Comment une université britannique m'a aidé à établir que l'antisionisme n'est pas du racisme

Comment une université britannique m'a aidé à établir que l'antisionisme n'est pas du racisme

L'université de Bristol a poursuivi une stratégie juridique désastreuse contre moi et a détruit son propre dossier juridique.
Les universités britanniques sont devenues un lieu de discrimination à l'égard de tous ceux qui défendent les droits des Palestiniens. (Image d'archive : Reuters)

Je viens de gagner un procès contre l'université britannique de Bristol qui m'a licencié de mon poste de professeur de sociologie politique en octobre 2021 après une campagne de trente mois menée par le mouvement sioniste pour me faire partir.
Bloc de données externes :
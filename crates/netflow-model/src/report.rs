use std::collections::{BTreeMap, VecDeque};

use netflow_solver::{Solution, SolutionStatus};

use crate::formulate::{Formulation, Variant};
use crate::graph::{GraphModel, Role};

/// Values below this magnitude are reported as exact zeros
const ZERO_TOLERANCE: f64 = 1e-9;

/// Outcome of solving a network problem
#[cfg_attr(feature = "serde", derive(serde::Serialize))]
#[derive(Debug, Clone)]
pub struct SolveResult {
    pub status: SolutionStatus,
    pub variant: Variant,
    pub iterations: usize,
    /// Present only when `status` is optimal
    pub optimum: Option<Optimum>,
}

#[cfg_attr(feature = "serde", derive(serde::Serialize))]
#[derive(Debug, Clone)]
pub struct Optimum {
    /// Maximum flow or minimum cost, depending on the variant
    pub objective: f64,
    /// Every LP variable by name
    pub values: BTreeMap<String, f64>,
    /// One entry per declared arc, in declaration order
    pub flows: Vec<ArcFlow>,
    /// Flow from origins to destinations (max-flow only)
    pub total_flow: Option<f64>,
    /// Minimum cut certifying the max flow, when requested
    pub min_cut: Option<MinCut>,
    /// Names of the node constraints that hold with equality
    pub binding_constraints: Vec<String>,
}

#[cfg_attr(feature = "serde", derive(serde::Serialize))]
#[derive(Debug, Clone, PartialEq)]
pub struct ArcFlow {
    pub tail: String,
    pub head: String,
    pub flow: f64,
    pub capacity: f64,
    pub cost: f64,
}

/// A set of saturated arcs separating the origin from the destination
#[cfg_attr(feature = "serde", derive(serde::Serialize))]
#[derive(Debug, Clone, PartialEq)]
pub struct MinCut {
    /// Nodes reachable from an origin in the residual network
    pub source_side: Vec<String>,
    /// Arcs from the source side to the rest, as (tail, head)
    pub arcs: Vec<(String, String)>,
    pub capacity: f64,
}

impl SolveResult {
    pub fn is_optimal(&self) -> bool {
        self.status.is_optimal()
    }

    pub fn objective(&self) -> Option<f64> {
        self.optimum.as_ref().map(|o| o.objective)
    }
}

impl ArcFlow {
    pub fn is_saturated(&self) -> bool {
        saturated(self.flow, self.capacity)
    }
}

/// Flow within round-off of a finite capacity
fn saturated(flow: f64, capacity: f64) -> bool {
    capacity.is_finite() && capacity - flow <= ZERO_TOLERANCE * (1.0 + capacity)
}

impl Optimum {
    pub fn flow(&self, tail: &str, head: &str) -> Option<f64> {
        self.flows
            .iter()
            .find(|f| f.tail == tail && f.head == head)
            .map(|f| f.flow)
    }

    pub fn inflow(&self, node: &str) -> f64 {
        self.flows.iter().filter(|f| f.head == node).map(|f| f.flow).sum()
    }

    pub fn outflow(&self, node: &str) -> f64 {
        self.flows.iter().filter(|f| f.tail == node).map(|f| f.flow).sum()
    }

    /// inflow - outflow at `node`
    pub fn net_inflow(&self, node: &str) -> f64 {
        self.inflow(node) - self.outflow(node)
    }

    /// Sum of cost times flow over all arcs
    pub fn total_cost(&self) -> f64 {
        self.flows.iter().map(|f| f.cost * f.flow).sum()
    }
}

/// Map a solver [`Solution`] back onto the arcs of `model`.
///
/// Non-optimal solutions yield a result without values.
pub fn report(model: &GraphModel, formulation: &Formulation, solution: &Solution, with_min_cut: bool) -> SolveResult {
    let optimum = (solution.status == SolutionStatus::Optimal).then(|| {
        let values: Vec<f64> = solution.values.iter().map(|&v| snap(v)).collect();

        let flows: Vec<ArcFlow> = model
            .arcs()
            .iter()
            .zip(&values)
            .map(|(arc, &flow)| ArcFlow {
                tail: arc.tail.clone(),
                head: arc.head.clone(),
                flow,
                capacity: arc.capacity,
                cost: arc.cost,
            })
            .collect();

        let min_cut = if with_min_cut && formulation.variant == Variant::MaxFlow {
            min_cut(model, &values)
        } else {
            None
        };

        Optimum {
            objective: snap(solution.objective_value),
            values: formulation
                .problem
                .variables
                .iter()
                .zip(&values)
                .map(|(v, &value)| (v.name.clone(), value))
                .collect(),
            flows,
            total_flow: formulation.total_flow.map(|col| values[col]),
            min_cut,
            binding_constraints: solution.analysis.binding_constraints.clone(),
        }
    });

    SolveResult {
        status: solution.status,
        variant: formulation.variant,
        iterations: solution.iterations,
        optimum,
    }
}

/// Cut induced by the nodes reachable from the origin in the residual network of `flows`.
///
/// At an optimal flow every arc leaving the reachable set is saturated, so the cut
/// capacity equals the flow value. Only defined for a single origin and a single
/// destination: with several, every origin row carries the full total flow `y`,
/// and no node partition certifies `y`.
pub fn min_cut(model: &GraphModel, flows: &[f64]) -> Option<MinCut> {
    let mut origins = model.nodes().iter().enumerate().filter(|(_, n)| n.role == Role::Origin);
    let (source, _) = origins.next()?;
    if origins.next().is_some() || model.destinations().count() != 1 {
        return None;
    }

    let mut reachable = vec![false; model.nodes().len()];
    let mut queue = VecDeque::from([source]);
    reachable[source] = true;

    while let Some(u) = queue.pop_front() {
        for &a in model.outgoing(u) {
            let (_, head) = model.endpoints(a);
            if !reachable[head] && !saturated(flows[a], model.arcs()[a].capacity) {
                reachable[head] = true;
                queue.push_back(head);
            }
        }
        for &a in model.incoming(u) {
            let (tail, _) = model.endpoints(a);
            if !reachable[tail] && flows[a] > ZERO_TOLERANCE {
                reachable[tail] = true;
                queue.push_back(tail);
            }
        }
    }

    let mut arcs = Vec::new();
    let mut capacity = 0.0;
    for (a, arc) in model.arcs().iter().enumerate() {
        let (tail, head) = model.endpoints(a);
        if reachable[tail] && !reachable[head] {
            arcs.push((arc.tail.clone(), arc.head.clone()));
            capacity += arc.capacity;
        }
    }

    Some(MinCut {
        source_side: model
            .nodes()
            .iter()
            .zip(&reachable)
            .filter(|(_, r)| **r)
            .map(|(n, _)| n.id.clone())
            .collect(),
        arcs,
        capacity,
    })
}

fn snap(value: f64) -> f64 {
    if value.abs() < ZERO_TOLERANCE { 0.0 } else { value }
}

#[cfg(test)]
mod tests {
    use super::*;
    use crate::formulate::formulate;
    use crate::graph::Arc;
    use netflow_solver::Solver;

    fn diamond() -> GraphModel {
        GraphModel::builder()
            .origin("A")
            .transshipment("B")
            .transshipment("C")
            .destination("D")
            .arc(Arc::new("A", "B", 10.0))
            .arc(Arc::new("A", "C", 5.0))
            .arc(Arc::new("B", "D", 7.0))
            .arc(Arc::new("C", "D", 8.0))
            .build()
            .unwrap()
    }

    #[test]
    fn test_min_cut_from_hand_flow() {
        let model = diamond();
        let cut = min_cut(&model, &[7.0, 5.0, 7.0, 5.0]).unwrap();

        assert_eq!(cut.source_side, vec!["A".to_string(), "B".to_string()]);
        assert_eq!(
            cut.arcs,
            vec![("A".to_string(), "C".to_string()), ("B".to_string(), "D".to_string())]
        );
        assert_eq!(cut.capacity, 12.0);
    }

    #[test]
    fn test_report_optimal_max_flow() {
        let model = diamond();
        let formulation = formulate(&model, Variant::MaxFlow).unwrap();
        let solution = Solver::new().solve(&formulation.problem).unwrap();

        let result = report(&model, &formulation, &solution, true);
        let optimum = result.optimum.as_ref().unwrap();

        assert!(result.is_optimal());
        assert_eq!(optimum.flows.len(), 4);
        assert_eq!(optimum.values.len(), 5);
        assert!((optimum.total_flow.unwrap() - 12.0).abs() < 1e-9);
        assert!((optimum.values["y"] - 12.0).abs() < 1e-9);
        assert!((optimum.flow("B", "D").unwrap() - 7.0).abs() < 1e-9);
        assert!((optimum.min_cut.as_ref().unwrap().capacity - 12.0).abs() < 1e-9);
        assert!(optimum.flows.iter().find(|f| f.tail == "B").unwrap().is_saturated());
    }

    #[test]
    fn test_report_without_min_cut() {
        let model = diamond();
        let formulation = formulate(&model, Variant::MaxFlow).unwrap();
        let solution = Solver::new().solve(&formulation.problem).unwrap();

        let result = report(&model, &formulation, &solution, false);
        assert!(result.optimum.unwrap().min_cut.is_none());
    }

    #[test]
    fn test_report_non_optimal_has_no_values() {
        let model = diamond();
        let formulation = formulate(&model, Variant::MaxFlow).unwrap();
        let solution = Solution::infeasible(3);

        let result = report(&model, &formulation, &solution, true);
        assert_eq!(result.status, SolutionStatus::Infeasible);
        assert_eq!(result.iterations, 3);
        assert!(result.optimum.is_none());
        assert_eq!(result.objective(), None);
    }

    #[test]
    fn test_min_cut_respects_relative_saturation() {
        let capacity = 1e12;
        let model = GraphModel::builder()
            .origin("A")
            .destination("D")
            .arc(Arc::new("A", "D", capacity))
            .build()
            .unwrap();
        let flow = capacity - 1e-3;

        let cut = min_cut(&model, &[flow]).unwrap();
        assert_eq!(cut.source_side, vec!["A".to_string()]);
        assert_eq!(cut.arcs, vec![("A".to_string(), "D".to_string())]);

        let arc = ArcFlow {
            tail: "A".to_string(),
            head: "D".to_string(),
            flow,
            capacity,
            cost: 0.0,
        };
        assert!(arc.is_saturated());
    }

    #[test]
    fn test_no_min_cut_with_several_origins() {
        let model = GraphModel::builder()
            .origin("A1")
            .origin("A2")
            .destination("D1")
            .destination("D2")
            .arc(Arc::new("A1", "D1", 5.0))
            .arc(Arc::new("A2", "D2", 3.0))
            .arc(Arc::new("A1", "D2", 10.0))
            .build()
            .unwrap();
        let formulation = formulate(&model, Variant::MaxFlow).unwrap();
        let solution = Solver::new().solve(&formulation.problem).unwrap();

        let result = report(&model, &formulation, &solution, true);
        let optimum = result.optimum.as_ref().unwrap();

        assert!((optimum.objective - 3.0).abs() < 1e-9);
        assert!(optimum.min_cut.is_none());
        assert!(min_cut(&model, &[3.0, 3.0, 0.0]).is_none());
    }

    #[test]
    fn test_no_min_cut_with_several_destinations() {
        let model = GraphModel::builder()
            .origin("A")
            .destination("D1")
            .destination("D2")
            .arc(Arc::new("A", "D1", 4.0))
            .arc(Arc::new("A", "D2", 4.0))
            .build()
            .unwrap();

        assert!(min_cut(&model, &[2.0, 2.0]).is_none());
    }
}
Le soulagement et la jubilation suscités par le verdict du tribunal s'accompagnent d'un sentiment d'étonnement. Je savais que Bristol n'avait pas enquêté correctement sur les plaintes déposées contre moi ni pesé correctement les mesures à prendre en conséquence, et ce point de vue a été largement confirmé, aveu après aveu, par les deux fonctionnaires de Bristol qui avaient enquêté sur moi et m'avaient licencié, et qui ont témoigné devant le tribunal au mois d'octobre. Ce sont les propres témoins de Bristol qui ont fait capoter leur dossier sous la ligne de flottaison.

Mais la stratégie juridique globale adoptée par Bristol et l'incroyable témoignage de la plus haute représentante de l'université ont causé des dommages encore plus importants à l'affaire Bristol. C'est elle qui a fait sombrer Bristol dans les flots. Je m'explique.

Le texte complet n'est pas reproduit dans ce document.